● INSTRUCTIONS FOR THE TASK
The answer must consist of every line below containing "SudoersArgs".

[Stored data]
==============================

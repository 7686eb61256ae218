// tests/pipeline.rs

//! Integration tests from trace log to sudoers fragment.

mod common;

use caskgrant::cli::SudoersArgs;
use caskgrant::commands::{cmd_generate, cmd_import_log};
use caskgrant::trace::{TRACE_FILE, read_trace};
use caskgrant::{LogMiner, RuleGeneralizer, Selection};
use common::{FixedCatalog, ScriptedAction, Step, argv, orchestrator, setup_workdir, write_trace};
use std::fs;
use std::path::{Path, PathBuf};

fn sudoers_args(logs: Vec<PathBuf>, user: Option<&str>, out: &Path) -> SudoersArgs {
    SudoersArgs {
        logs,
        target_user: user.map(str::to_string),
        casks: None,
        out: out.to_path_buf(),
    }
}

/// Rule lines of the block for `package`, header comments excluded
fn block_lines(doc: &str, package: &str) -> Vec<String> {
    let start = format!("# ---- cask: {} ----", package);
    let end = format!("# ---- end: {} ----", package);
    doc.lines()
        .skip_while(|l| *l != start)
        .skip(1)
        .take_while(|l| *l != end)
        .filter(|l| !l.starts_with('#'))
        .map(str::to_string)
        .collect()
}

#[test]
fn test_every_rule_backed_by_its_own_package() {
    let dir = setup_workdir();
    let trace = dir.path().join(TRACE_FILE);
    write_trace(
        &trace,
        &[
            ("alpha", &["/bin/rm", "-f", "/opt/alpha-1.2.3/bin/helper"]),
            ("alpha", &["/bin/rm", "-f", "/opt/alpha-1.4.0/bin/helper"]),
            ("alpha", &["/usr/sbin/chown", "-R", "alice:staff", "/Applications/Alpha.app"]),
            ("beta", &["/usr/sbin/installer", "-pkg", "/tmp/Beta-2024.pkg", "-target", "/"]),
            ("beta", &["/bin/launchctl", "bootout", "system/com.beta.agent"]),
        ],
    );

    let readout = read_trace(&trace).unwrap();
    let blocks = RuleGeneralizer::new().generalize_all(&LogMiner::new().mine(&readout));
    assert_eq!(blocks.len(), 2);

    for block in &blocks {
        assert!(!block.lines.is_empty());
        for line in &block.lines {
            let backed = readout.entries.iter().any(|e| {
                e.package == block.package && line.matches(&e.argv[0], &e.argv[1..])
            });
            assert!(backed, "{}: {:?} has no observation", block.package, line);
        }
    }
}

#[test]
fn test_identical_commands_stay_in_each_block() {
    let dir = setup_workdir();
    let trace = dir.path().join(TRACE_FILE);
    let out = dir.path().join("casks.sudoers");
    write_trace(
        &trace,
        &[
            ("alpha", &["/usr/bin/xattr", "-dr", "com.apple.quarantine", "/Applications/Shared.app"]),
            ("beta", &["/usr/bin/xattr", "-dr", "com.apple.quarantine", "/Applications/Shared.app"]),
        ],
    );

    cmd_generate(&sudoers_args(vec![trace], Some("alice"), &out)).unwrap();
    let doc = fs::read_to_string(&out).unwrap();

    let expected = "alice ALL=(ALL) NOPASSWD: /usr/bin/xattr -dr com.apple.quarantine /Applications/Shared.app";
    assert_eq!(block_lines(&doc, "alpha"), vec![expected]);
    assert_eq!(block_lines(&doc, "beta"), vec![expected]);
}

#[test]
fn test_version_wildcard_never_widens_to_directory() {
    let dir = setup_workdir();
    let trace = dir.path().join(TRACE_FILE);
    let out = dir.path().join("casks.sudoers");
    write_trace(
        &trace,
        &[
            ("app", &["/bin/rm", "-rf", "/opt/app-1.2.3/bin/helper"]),
            ("app", &["/bin/rm", "-rf", "/opt/app-1.3.0/bin/helper"]),
        ],
    );

    let summary = cmd_generate(&sudoers_args(vec![trace], Some("alice"), &out)).unwrap();
    assert_eq!(summary.rules, 1);
    assert_eq!(summary.flagged, 0);

    let lines = block_lines(&fs::read_to_string(&out).unwrap(), "app");
    assert_eq!(lines, vec!["alice ALL=(ALL) NOPASSWD: /bin/rm -rf /opt/app-*/bin/helper"]);
    assert!(!lines[0].contains("/opt/* "));
    assert!(!lines[0].contains("/opt/app-1.2.3/*"));
}

#[test]
fn test_missing_logs_setting_writes_nothing() {
    let dir = setup_workdir();
    let out = dir.path().join("casks.sudoers");

    let err = cmd_generate(&sudoers_args(Vec::new(), Some("alice"), &out)).unwrap_err();
    assert!(err.to_string().contains("LOGS"));
    assert!(!out.exists());
}

#[test]
fn test_missing_target_user_writes_nothing() {
    let dir = setup_workdir();
    let trace = dir.path().join(TRACE_FILE);
    let out = dir.path().join("casks.sudoers");
    write_trace(&trace, &[("alpha", &["/bin/mkdir", "-p", "/Library/Alpha"])]);

    let err = cmd_generate(&sudoers_args(vec![trace.clone()], None, &out)).unwrap_err();
    assert!(err.to_string().contains("TARGET_USER"));
    let err = cmd_generate(&sudoers_args(vec![trace], Some("  "), &out)).unwrap_err();
    assert!(err.to_string().contains("TARGET_USER"));
    assert!(!out.exists());
}

#[test]
fn test_unreadable_log_is_fatal() {
    let dir = setup_workdir();
    let trace = dir.path().join(TRACE_FILE);
    let out = dir.path().join("casks.sudoers");
    fs::write(&out, "# previous fragment\n").unwrap();
    write_trace(&trace, &[("alpha", &["/bin/mkdir", "-p", "/Library/Alpha"])]);

    let logs = vec![trace, dir.path().join("missing.log")];
    assert!(cmd_generate(&sudoers_args(logs, Some("alice"), &out)).is_err());
    assert_eq!(fs::read_to_string(&out).unwrap(), "# previous fragment\n");
}

#[test]
fn test_corrupt_lines_skipped_and_counted() {
    let dir = setup_workdir();
    let trace = dir.path().join(TRACE_FILE);
    let out = dir.path().join("casks.sudoers");
    write_trace(&trace, &[("alpha", &["/bin/mkdir", "-p", "/Library/Alpha"])]);
    let mut text = fs::read_to_string(&trace).unwrap();
    text.push_str("deadbeef|{\"truncated\n");
    fs::write(&trace, text).unwrap();

    let summary = cmd_generate(&sudoers_args(vec![trace], Some("alice"), &out)).unwrap();
    assert_eq!(summary.entries, 1);
    assert_eq!(summary.skipped, 1);
    assert_eq!(summary.rules, 1);
}

#[test]
fn test_cask_filter_limits_blocks() {
    let dir = setup_workdir();
    let trace = dir.path().join(TRACE_FILE);
    let out = dir.path().join("casks.sudoers");
    write_trace(
        &trace,
        &[
            ("alpha", &["/bin/mkdir", "-p", "/Library/Alpha"]),
            ("beta", &["/bin/mkdir", "-p", "/Library/Beta"]),
        ],
    );

    let mut args = sudoers_args(vec![trace], Some("alice"), &out);
    args.casks = Some("beta gamma".to_string());
    let summary = cmd_generate(&args).unwrap();
    assert_eq!(summary.blocks, 1);

    let doc = fs::read_to_string(&out).unwrap();
    assert!(!doc.contains("cask: alpha"));
    assert_eq!(block_lines(&doc, "beta").len(), 1);
}

#[test]
fn test_logs_from_several_runs_merged() {
    let dir = setup_workdir();
    let first = dir.path().join("machine-a.log");
    let second = dir.path().join("machine-b.log");
    let out = dir.path().join("casks.sudoers");
    write_trace(&first, &[("app", &["/bin/rm", "-f", "/tmp/app-1.0.pkg"])]);
    write_trace(&second, &[("app", &["/bin/rm", "-f", "/tmp/app-2.5.pkg"])]);

    let summary = cmd_generate(&sudoers_args(vec![first.clone(), second], Some("alice"), &out)).unwrap();
    assert_eq!(summary.entries, 2);
    let doc = fs::read_to_string(&out).unwrap();
    assert!(doc.contains(&format!("# Source trace: {}", first.display())));
    assert_eq!(
        block_lines(&doc, "app"),
        vec!["alice ALL=(ALL) NOPASSWD: /bin/rm -f /tmp/app-*.pkg"]
    );
}

#[test]
fn test_imported_install_log_feeds_generation() {
    let dir = setup_workdir();
    let log = dir.path().join("reinstall_casks_install.log");
    fs::write(
        &log,
        "\
Running command: brew reinstall --cask --verbose --debug alpha
==> Downloading https://example.com/alpha.dmg
==> /usr/bin/sudo -E -- /bin/mkdir -p /Library/Alpha
Running command: brew reinstall --cask --verbose --debug beta
==> Running installer for beta with `sudo` (which may request your password)...
==> /usr/bin/sudo -E -- /usr/sbin/installer -pkg '/tmp/Beta Setup.pkg' -target /
",
    )
    .unwrap();

    cmd_import_log(dir.path(), &log).unwrap();
    let readout = read_trace(&dir.path().join(TRACE_FILE)).unwrap();
    assert_eq!(readout.entries.len(), 2);
    assert_eq!(readout.entries[1].argv, argv(&["/usr/sbin/installer", "-pkg", "/tmp/Beta Setup.pkg", "-target", "/"]));

    let out = dir.path().join("casks.sudoers");
    cmd_generate(&sudoers_args(vec![dir.path().join(TRACE_FILE)], Some("alice"), &out)).unwrap();
    let doc = fs::read_to_string(&out).unwrap();
    assert_eq!(
        block_lines(&doc, "beta"),
        vec!["alice ALL=(ALL) NOPASSWD: /usr/sbin/installer -pkg /tmp/Beta\\ Setup.pkg -target /"]
    );
}

#[test]
fn test_reinstall_then_generate() {
    let dir = setup_workdir();
    let action = ScriptedAction::new()
        .script(
            "alpha",
            vec![Step::succeed(&[&["/usr/sbin/chown", "-R", "alice:staff", "/Applications/Alpha.app"]])],
        )
        .script(
            "beta",
            vec![
                Step::fail(&[&["/bin/rm", "-f", "/tmp/beta-1.0.pkg"]], "exit code 1"),
                Step::succeed(&[&["/bin/rm", "-f", "/tmp/beta-1.1.pkg"]]),
            ],
        );
    let selection = Selection::All;
    let catalog = FixedCatalog::new(&["alpha", "beta", "gamma"]);

    orchestrator(dir.path(), &action).run(&selection, &catalog).unwrap();
    orchestrator(dir.path(), &action).run(&selection, &catalog).unwrap();

    let out = dir.path().join("casks.sudoers");
    let summary = cmd_generate(&sudoers_args(vec![dir.path().join(TRACE_FILE)], Some("alice"), &out)).unwrap();
    assert_eq!(summary.entries, 3);
    assert_eq!(summary.blocks, 2);

    let doc = fs::read_to_string(&out).unwrap();
    assert_eq!(
        block_lines(&doc, "alpha"),
        vec!["alice ALL=(ALL) NOPASSWD: /usr/sbin/chown -R *\\:staff /Applications/Alpha.app"]
    );
    assert_eq!(
        block_lines(&doc, "beta"),
        vec!["alice ALL=(ALL) NOPASSWD: /bin/rm -f /tmp/beta-*.pkg"]
    );
    assert!(!doc.contains("cask: gamma"));
}

#[test]
fn test_bracketed_app_name_matches_only_itself() {
    let dir = setup_workdir();
    let trace = dir.path().join(TRACE_FILE);
    let out = dir.path().join("casks.sudoers");
    write_trace(
        &trace,
        &[
            ("foo", &["/usr/bin/xattr", "-dr", "com.apple.quarantine", "/Applications/Foo [Beta].app"]),
            ("foo", &["/usr/bin/true"]),
        ],
    );

    cmd_generate(&sudoers_args(vec![trace], Some("alice"), &out)).unwrap();
    let doc = fs::read_to_string(&out).unwrap();
    assert_eq!(
        block_lines(&doc, "foo"),
        vec![
            "alice ALL=(ALL) NOPASSWD: /usr/bin/xattr -dr com.apple.quarantine /Applications/Foo\\ \\[Beta\\].app",
            "alice ALL=(ALL) NOPASSWD: /usr/bin/true \"\"",
        ]
    );
}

==============================

● SOLUTION FOR THIS PROBLEM
use caskgrant::cli::SudoersArgs;
fn sudoers_args(logs: Vec<PathBuf>, user: Option<&str>, out: &Path) -> SudoersArgs {
    SudoersArgs {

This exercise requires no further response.